Unless you can absolutely be sure that it was a " we wrrebt invited to your party so ner ner ner" style attitude I don't think we can really say much

NigellasDealer · 24/07/2014 12:12

Not the remotest possibility of forgetting any kid's name or existence - how do you know that? It would be interesting to know exactly what part you are playing in this.

x2boys · 24/07/2014 12:13

Do kids really get left out for having special needs such as/ASD ? Thank goodness my ASD son is going to a special school from September he starts reception the whole class has ASD ! This has always happened though I remember being in junior four I,m now fourty and a girl had a whole class party just to leave out the two girs she considered swots a lot of those she invited including me she didn't really like but she wanted to make a point nice .

Sherborne · 24/07/2014 12:13

If you are the host, then YABU - why would you want to send a pointed message?

If you are the parent of one of the excluded children, YANBU to think that it sends a pointed message, even if that was not the intent.

If you are the parent of a non-excluded child - why do you care whether it sending a pointed message or not (other than general curiosity)?

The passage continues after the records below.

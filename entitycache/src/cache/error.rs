// Copyright (c) 2024-2025 DeepGraph Inc.
// SPDX-License-Identifier: Apache-2.0
//
//! Cache error types

use thiserror::Error;

use super::cancellation::CancelReason;

/// Errors surfaced by the cache service
#[derive(Error, Debug)]
pub enum CacheError {
    #[error("Stale generation: expected version {expected}, current is {actual}")]
    StaleGeneration { expected: u64, actual: u64 },

    #[error("Invalid cache configuration: {0}")]
    InvalidConfiguration(String),

    #[error("Scheduler error: {0}")]
    Scheduler(String),
}

impl CacheError {
    /// Create a configuration error
    pub fn config<S: Into<String>>(msg: S) -> Self {
        Self::InvalidConfiguration(msg.into())
    }

    /// Create a scheduler error
    pub fn scheduler<S: Into<String>>(msg: S) -> Self {
        Self::Scheduler(msg.into())
    }

    /// Whether the caller may rebuild from the current snapshot and retry
    pub fn is_retryable(&self) -> bool {
        matches!(self, CacheError::StaleGeneration { .. })
    }
}

/// Typed cancellation raised by a [`CancellationPolicy`](super::CancellationPolicy)
///
/// Cancellation is an expected outcome, not a failure: it is returned by value from
/// `check()` and caught once at the job boundary.
#[derive(Error, Debug, Clone, Copy, PartialEq, Eq)]
#[error("Materialization cancelled: {reason}")]
pub struct Cancelled {
    pub reason: CancelReason,
}

impl Cancelled {
    pub fn new(reason: CancelReason) -> Self {
        Self { reason }
    }
}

If you are just an onlooker - again, why do you care (as above)?

Gileswithachainsaw · 24/07/2014 12:15

Are your kids really just friends with kids on that one school? Mine has friends at other schools , numbers are always 1/4 full before we even think about her class

starterforeight · 24/07/2014 12:15

The kids, from experience, are old enough to be taking it personally.

OP posts:
Sapat · 24/07/2014 12:15

Perhaps the mother works full time, has 3 or 4 children, had about 5 minutes to organise the party. She asked the child for the names of the kids in class, thinking the child would be able to remember who he spends 6 hours a day with, obviously not. She wrote the invites standing on the train whilst commuting and never realised/can't be bothered to check she has everyone because she doesn't actually know the kids and other mums, apart from a few, rarely acknowledge her at the school gates because she is a working mum and never has time to chat on the rare times her kids don't go to after school club and she actually picks them up. She invited the friends, extended the invites to those who had invited her kid and left it at that, moving on to more pressing matters. Just a thought.

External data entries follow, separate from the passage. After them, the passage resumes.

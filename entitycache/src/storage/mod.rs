// Copyright (c) 2024-2025 DeepGraph Inc.
// SPDX-License-Identifier: Apache-2.0
//
//! Storage collaborator interface
//!
//! The cache never reads entities itself. It asks a [`StoreBackend`] to materialize
//! an iterable for a handle, passing the [`CancellationPolicy`] the backend must poll
//! at natural iteration boundaries.

use thiserror::Error;

use crate::cache::{CachedValue, CancellationPolicy, Cancelled, IterableHandle};

/// Errors reported by the storage collaborator
#[derive(Error, Debug, Clone, PartialEq, Eq)]
pub enum StoreError {
    /// The policy asked the backend to stop
    #[error("{0}")]
    Cancelled(#[from] Cancelled),

    /// The backend raced with a read-only transaction restriction; retryable
    #[error("Read-only transaction race")]
    ReadOnlyTransaction,

    #[error("Materialization failed: {0}")]
    Failed(String),
}

impl StoreError {
    /// Create a generic failure
    pub fn failed<S: Into<String>>(msg: S) -> Self {
        Self::Failed(msg.into())
    }
}

/// Materializes iterables from the underlying storage engine
///
/// Every call runs inside a fresh read-only transaction opened by the backend against
/// the current storage state.
pub trait StoreBackend: Send + Sync + 'static {
    /// Fully materialize the iterable identified by `handle`
    ///
    /// Must call [`CancellationPolicy::check`] periodically and return
    /// [`StoreError::Cancelled`] when it fails.
    fn materialize(
        &self,
        handle: &IterableHandle,
        policy: &CancellationPolicy,
    ) -> Result<CachedValue, StoreError>;

    /// Cheap approximate size, used by count-only jobs
    fn approximate_size(
        &self,
        handle: &IterableHandle,
        policy: &CancellationPolicy,
    ) -> Result<u64, StoreError>;
}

YankNCock · 24/07/2014 12:15

Who gave out the invitations? In our case the teacher took them and passed them out, and some kids still didn't seem to have one after the rest got theirs. I'm reasonably friendly with parents so was checking in, 'did xx get the invite to DS's party?' with a lot of people.

Any possibility there that invites have been lost?

NigellasDealer · 24/07/2014 12:16

good thought sapat - many people seem to be too self absorbed to consider other people's situations

BookABooSue · 24/07/2014 12:16

The only pointed message it can send is that the organising parent is very rude.

It can't send a message about behaviour as you say there isn't an issue with the missing dcs' behaviour. It can't send a message about only inviting those who have already held a party, as you say others have been invited who didn't have a party this year.

So if I was the parent of a missed dc, I would think my dc had been snubbed but I wouldn't know why and I wouldn't know how to get to the bottom of it.

It's a pointed but cryptic message that's been sent.

starterforeight · 24/07/2014 12:17

Sapat, your scenario couldn't be further from the reality, on every single count, in this case.

OP posts:
Jan616 · 24/07/2014 12:18

OP, what pointed message do you think they are trying to send? You must have some theory. If I was convinced there was no bullying, no fall outs, no age/cost restrictions, no special needs....then my automatic reaction would be to assume it's a mistake of some sort. But you clearly seem to think it's not something as innocent as that. Is the birthday child the type of person who likes to exclude others for no reason?

NigellasDealer · 24/07/2014 12:19

how do you know that starter? do tell? are you that mother who has not invited 3 children?

starterforeight · 24/07/2014 12:19

3 children excluded, no missing invitations, fact.

OP posts:
Picturesinthefirelight · 24/07/2014 12:19

I think it sends a very pointed message that the party host considers the 3 children to be outcasts/not one of us/doesn't fit in.